We recognize the fear or uncertainty or absolute angst in their eyes.
Raging hormones. Changing bodies. Awkward social interactions. No longer a child but not yet an adult. Those are just a few of the zillion reasons why most of us would never want to go back to that time and why some parents of beginning middle schoolers are freaking out as school starts.
After all, studies have shown that the jump from elementary to middle school can be a painful transition for adolescents, whose worries grow to include greater academic responsibility, burgeoning sexuality and complex social structures.
"I remember how difficult the transition was, and so not wanting to put those fears on my son, I try to speak open-ended about it, like it's a positive experience," said Garcia, who experienced "culture shock" moving from a Christian elementary school to a public junior high.
" 'Oh, isn't this exciting,' " Garcia tells her son. "It's a new adventure, it's a new school, new people, but I do have my concerns."

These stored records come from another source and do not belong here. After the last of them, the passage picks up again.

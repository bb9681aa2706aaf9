//! # Telemetry Module
//!
//! Observes the simulator's inbound frame stream.
//!
//! This module handles:
//! - Subscribing to frames broadcast by the transport session
//! - Tracking frame count, frame rate and the latest simulator state
//! - Logging a periodic summary

pub mod monitor;

pub use monitor::{FrameStats, TelemetryMonitor};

Her son has his too, she said, concerns about moving from a small elementary school to a junior high with over 1,000 students, potential bullying, changing classes and "the reality of six teachers and ... six times the homework and six times the expectations," she said.
Middle school 'not agony for all kids'
Here's something that Garcia and any other parent about to send off a child to middle or junior high school can find comfort in hearing: Most kids survive!

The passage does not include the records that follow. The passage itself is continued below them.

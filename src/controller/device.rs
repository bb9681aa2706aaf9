//! # Gamepad Device Module
//!
//! Gamepad discovery and raw state reads using the Linux evdev interface.
//!
//! ## Device Detection
//!
//! Any `/dev/input/event*` node that advertises `BTN_SOUTH` is treated as a
//! gamepad. The number in the node name is the device index, so
//! `/dev/input/event7` is index 7.
//!
//! ## Input Axes
//!
//! Axes follow the kernel gamepad layout:
//!
//! - Left stick: ABS_X, ABS_Y
//! - Right stick: ABS_RX, ABS_RY
//! - Triggers: ABS_Z (LT), ABS_RZ (RT)
//! - D-Pad: ABS_HAT0X / ABS_HAT0Y, or BTN_DPAD_* on some drivers
//!
//! Reads are non-blocking ioctls of the current state, so the poller can
//! sample at a fixed rate without draining the event queue.

use evdev::{AbsoluteAxisType, Device, Key};
use std::collections::BTreeMap;
use std::path::{Path, PathBuf};
use std::time::{Duration, Instant};
use tracing::{debug, info, warn};

use super::calibration::{normalize_axis, normalize_trigger};
use crate::error::{Result, TeleopError};

/// How often the evdev backend re-enumerates `/dev/input`.
const RESCAN_INTERVAL: Duration = Duration::from_secs(1);

/// Number of raw button slots in the standard layout.
pub const RAW_BUTTON_COUNT: usize = 17;

/// Number of raw axes in the standard layout.
pub const RAW_AXIS_COUNT: usize = 4;

/// One raw button slot: digital state plus analog value (0.0 or 1.0 for
/// digital-only buttons).
#[derive(Debug, Clone, Copy, PartialEq, Default)]
pub struct RawButton {
    pub pressed: bool,
    pub value: f32,
}

impl RawButton {
    #[must_use]
    pub fn digital(pressed: bool) -> Self {
        Self {
            pressed,
            value: if pressed { 1.0 } else { 0.0 },
        }
    }
}

/// Unconditioned state of one device in the standard layout.
///
/// `axes` are normalized to `[-1, 1]` but carry no deadzone or gain.
#[derive(Debug, Clone, PartialEq, Default)]
pub struct RawGamepad {
    pub index: usize,
    pub axes: Vec<f32>,
    pub buttons: Vec<RawButton>,
}

/// Hot-plug notification from a gamepad source.
#[derive(Debug, Clone, Copy, PartialEq, Eq)]
pub enum DeviceEvent {
    Connected(usize),
    Disconnected(usize),
}

/// Source of gamepad state consumed by the poller.
///
/// Implemented by [`EvdevGamepads`] for real hardware; mocked in tests.
#[cfg_attr(test, mockall::automock)]
pub trait GamepadSource: Send {
    /// Connection changes observed since the previous call.
    fn poll_events(&mut self) -> Vec<DeviceEvent>;

    /// Indices of the devices currently present, in discovery order.
    fn connected(&mut self) -> Vec<usize>;

    /// Current state of device `index`, or `None` if it no longer reports
    /// a live device.
    fn read(&mut self, index: usize) -> Option<RawGamepad>;
}

/// evdev-backed gamepad source.
///
/// Keeps every detected gamepad open and rescans `/dev/input` at most once
/// per second to notice hot-plugged devices.
pub struct EvdevGamepads {
    devices: BTreeMap<usize, Device>,
    fixed_path: Option<PathBuf>,
    last_scan: Option<Instant>,
}

impl std::fmt::Debug for EvdevGamepads {
    fn fmt(&self, f: &mut std::fmt::Formatter<'_>) -> std::fmt::Result {
        f.debug_struct("EvdevGamepads")
            .field("devices", &self.devices.keys().collect::<Vec<_>>())
            .field("fixed_path", &self.fixed_path)
            .finish_non_exhaustive()
    }
}

impl EvdevGamepads {
    /// Opens the evdev backend.
    ///
    /// With an empty `device_path` all gamepads under `/dev/input` are
    /// tracked; otherwise only the given node is.
    ///
    /// # Errors
    ///
    /// - `Controller`: `/dev/input` does not exist
    /// - `ControllerNotFound`: `device_path` is set but is not a gamepad
    ///
    /// # Examples
    ///
    /// ```no_run
    /// use arm_teleop::controller::device::{EvdevGamepads, GamepadSource};
    ///
    /// let mut source = EvdevGamepads::open("")?;
    /// println!("Gamepads: {:?}", source.connected());
    /// # Ok::<(), Box<dyn std::error::Error>>(())
    /// ```
    pub fn open(device_path: &str) -> Result<Self> {
        if !Path::new("/dev/input").exists() {
            return Err(TeleopError::Controller(
                "/dev/input directory not found".to_string(),
            ));
        }

        let fixed_path = if device_path.is_empty() {
            None
        } else {
            Some(PathBuf::from(device_path))
        };

        let mut source = Self {
            devices: BTreeMap::new(),
            fixed_path,
            last_scan: None,
        };
        source.scan();

        if let Some(path) = &source.fixed_path {
            if source.devices.is_empty() {
                warn!("{} is not an available gamepad", path.display());
                return Err(TeleopError::ControllerNotFound);
            }
        }

        info!("evdev backend ready, {} gamepad(s) present", source.devices.len());
        Ok(source)
    }

    /// Re-enumerates devices and returns the connection changes.
    fn scan(&mut self) -> Vec<DeviceEvent> {
        self.last_scan = Some(Instant::now());

        let found: Vec<(usize, Device)> = match &self.fixed_path {
            Some(path) => match Device::open(path) {
                Ok(device) => device_index(path)
                    .filter(|_| is_gamepad(&device))
                    .map(|index| vec![(index, device)])
                    .unwrap_or_default(),
                Err(e) => {
                    debug!("Could not open {}: {}", path.display(), e);
                    Vec::new()
                }
            },
            None => evdev::enumerate()
                .filter(|(_, device)| is_gamepad(device))
                .filter_map(|(path, device)| device_index(&path).map(|index| (index, device)))
                .collect(),
        };

        let mut events = Vec::new();

        let present: Vec<usize> = found.iter().map(|(index, _)| *index).collect();
        let gone: Vec<usize> = self
            .devices
            .keys()
            .filter(|index| !present.contains(index))
            .copied()
            .collect();
        for index in gone {
            info!("Gamepad {} removed", index);
            self.devices.remove(&index);
            events.push(DeviceEvent::Disconnected(index));
        }

        for (index, device) in found {
            if self.devices.contains_key(&index) {
                continue;
            }
            info!(
                "Gamepad {} detected: {}",
                index,
                device.name().unwrap_or("unknown")
            );
            self.devices.insert(index, device);
            events.push(DeviceEvent::Connected(index));
        }

        events
    }
}

impl GamepadSource for EvdevGamepads {
    fn poll_events(&mut self) -> Vec<DeviceEvent> {
        let due = self
            .last_scan
            .map_or(true, |at| at.elapsed() >= RESCAN_INTERVAL);
        if due {
            self.scan()
        } else {
            Vec::new()
        }
    }

    fn connected(&mut self) -> Vec<usize> {
        self.devices.keys().copied().collect()
    }

    fn read(&mut self, index: usize) -> Option<RawGamepad> {
        let result = {
            let device = self.devices.get(&index)?;
            read_state(index, device)
        };

        match result {
            Ok(gamepad) => Some(gamepad),
            Err(e) => {
                // ENODEV once the controller is unplugged
                warn!("Gamepad {} stopped responding: {}", index, e);
                self.devices.remove(&index);
                None
            }
        }
    }
}

/// True if the device looks like a gamepad.
fn is_gamepad(device: &Device) -> bool {
    device
        .supported_keys()
        .map_or(false, |keys| keys.contains(Key::BTN_SOUTH))
}

/// Extracts N from `/dev/input/eventN`.
fn device_index(path: &Path) -> Option<usize> {
    path.file_name()?
        .to_str()?
        .strip_prefix("event")?
        .parse()
        .ok()
}

/// Reads the current axis and key state into the standard layout.
fn read_state(index: usize, device: &Device) -> std::io::Result<RawGamepad> {
    let abs = device.get_abs_state()?;
    let keys = device.get_key_state()?;

    let axis = |code: AbsoluteAxisType| {
        let info = abs[code.0 as usize];
        normalize_axis(info.value, info.minimum, info.maximum)
    };
    let trigger = |code: AbsoluteAxisType, click: Key| {
        let info = abs[code.0 as usize];
        if info.maximum > info.minimum {
            normalize_trigger(info.value, info.minimum, info.maximum)
        } else if keys.contains(click) {
            1.0
        } else {
            0.0
        }
    };
    let hat = |code: AbsoluteAxisType| abs[code.0 as usize].value.signum();

    let axes = vec![
        axis(AbsoluteAxisType::ABS_X),
        axis(AbsoluteAxisType::ABS_Y),
        axis(AbsoluteAxisType::ABS_RX),
        axis(AbsoluteAxisType::ABS_RY),
    ];

    let buttons = standard_buttons(
        |code| keys.contains(code),
        trigger(AbsoluteAxisType::ABS_Z, Key::BTN_TL2),
        trigger(AbsoluteAxisType::ABS_RZ, Key::BTN_TR2),
        hat(AbsoluteAxisType::ABS_HAT0X),
        hat(AbsoluteAxisType::ABS_HAT0Y),
    );

    Ok(RawGamepad {
        index,
        axes,
        buttons,
    })
}

/// Lays out key, trigger and hat state in raw-index order.
///
/// Face buttons follow the kernel gamepad layout: `BTN_SOUTH` is A,
/// `BTN_EAST` is B, `BTN_WEST` is X and `BTN_NORTH` is Y.
fn standard_buttons(
    pressed: impl Fn(Key) -> bool,
    lt: f32,
    rt: f32,
    hat_x: i32,
    hat_y: i32,
) -> Vec<RawButton> {
    let key = |code: Key| RawButton::digital(pressed(code));

    vec![
        key(Key::BTN_SOUTH),
        key(Key::BTN_EAST),
        key(Key::BTN_WEST),
        key(Key::BTN_NORTH),
        key(Key::BTN_TL),
        key(Key::BTN_TR),
        RawButton {
            pressed: lt > 0.5 || pressed(Key::BTN_TL2),
            value: lt,
        },
        RawButton {
            pressed: rt > 0.5 || pressed(Key::BTN_TR2),
            value: rt,
        },
        key(Key::BTN_SELECT),
        key(Key::BTN_START),
        key(Key::BTN_THUMBL),
        key(Key::BTN_THUMBR),
        RawButton::digital(hat_y < 0 || pressed(Key::BTN_DPAD_UP)),
        RawButton::digital(hat_y > 0 || pressed(Key::BTN_DPAD_DOWN)),
        RawButton::digital(hat_x < 0 || pressed(Key::BTN_DPAD_LEFT)),
        RawButton::digital(hat_x > 0 || pressed(Key::BTN_DPAD_RIGHT)),
        key(Key::BTN_MODE),
    ]
}

#[cfg(test)]
mod tests {
    use super::*;

    #[test]
    fn test_device_index_from_path() {
        assert_eq!(device_index(Path::new("/dev/input/event0")), Some(0));
        assert_eq!(device_index(Path::new("/dev/input/event17")), Some(17));
    }

    #[test]
    fn test_device_index_rejects_other_nodes() {
        assert_eq!(device_index(Path::new("/dev/input/js0")), None);
        assert_eq!(device_index(Path::new("/dev/input/mice")), None);
        assert_eq!(device_index(Path::new("/dev/input/eventX")), None);
    }

    #[test]
    fn test_face_buttons_follow_kernel_layout() {
        use crate::controller::state::{Button, ButtonSlot, BUTTON_TABLE};

        for (code, expected) in [
            (Key::BTN_SOUTH, Button::A),
            (Key::BTN_EAST, Button::B),
            (Key::BTN_WEST, Button::X),
            (Key::BTN_NORTH, Button::Y),
        ] {
            let buttons = standard_buttons(|k| k == code, 0.0, 0.0, 0, 0);
            let lit: Vec<usize> = (0..buttons.len()).filter(|&i| buttons[i].pressed).collect();
            assert_eq!(lit.len(), 1);
            assert_eq!(BUTTON_TABLE[lit[0]], ButtonSlot::Digital(expected));
        }
    }

    #[test]
    fn test_standard_buttons_triggers_and_hat() {
        let buttons = standard_buttons(|_| false, 0.7, 0.2, -1, 1);
        assert_eq!(buttons.len(), RAW_BUTTON_COUNT);
        assert!(buttons[6].pressed);
        assert_eq!(buttons[6].value, 0.7);
        assert!(!buttons[7].pressed);
        assert!(!buttons[12].pressed);
        assert!(buttons[13].pressed);
        assert!(buttons[14].pressed);
        assert!(!buttons[15].pressed);
    }

    #[test]
    fn test_raw_button_digital() {
        assert_eq!(RawButton::digital(true).value, 1.0);
        assert!(RawButton::digital(true).pressed);
        assert_eq!(RawButton::digital(false), RawButton::default());
    }

    #[test]
    fn test_layout_sizes_match_table() {
        assert_eq!(RAW_BUTTON_COUNT, crate::controller::state::BUTTON_TABLE.len());
        assert_eq!(RAW_AXIS_COUNT, 4);
    }

    // Integration test - only runs with real hardware
    #[test]
    #[ignore]
    fn test_read_with_real_hardware() {
        let mut source = EvdevGamepads::open("").expect("evdev backend");
        let index = *source.connected().first().expect("No gamepad connected");

        let gamepad = source.read(index).expect("Gamepad should be readable");
        assert_eq!(gamepad.axes.len(), RAW_AXIS_COUNT);
        assert_eq!(gamepad.buttons.len(), RAW_BUTTON_COUNT);
        for value in &gamepad.axes {
            assert!((-1.0..=1.0).contains(value));
        }
    }
}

"I think it's important to understand that middle school is not agony for all kids," said psychologist Carl Pickhardt, author of "Surviving Your Child's Adolescence."
"For most kids, middle school is relatively fine."
That said, there are no doubt big changes coming their way, Pickhardt added, including exposure to acts of social cruelty, in person and online, which they didn't see in elementary school, "the teasing and the bullying and the exclusion and rumoring and the ganging up."
Rebecca Levey, a New York mom of two whose daughters started middle school last year, said her biggest worry was social. "And I was right to be worried," she added, saying the boys were surprisingly meaner than the girls.
"I was shocked. All you think about is mean girls, but ... the boys were a thousand times worse," said Levey, who writes about balancing motherhood and her tech startup on her blog Beccarama
Pickhardt, who hosts a blog on Psychology Today, said one of the many challenges for parents during this transition time is balancing their child's sense of independence with their continued need for parenting.
Children might feel that they should be able to handle things like bullying, sexual talk and risk-taking behavior themselves now and that if they tell their parents about any of it, it means they are not able to handle their experiences, he added.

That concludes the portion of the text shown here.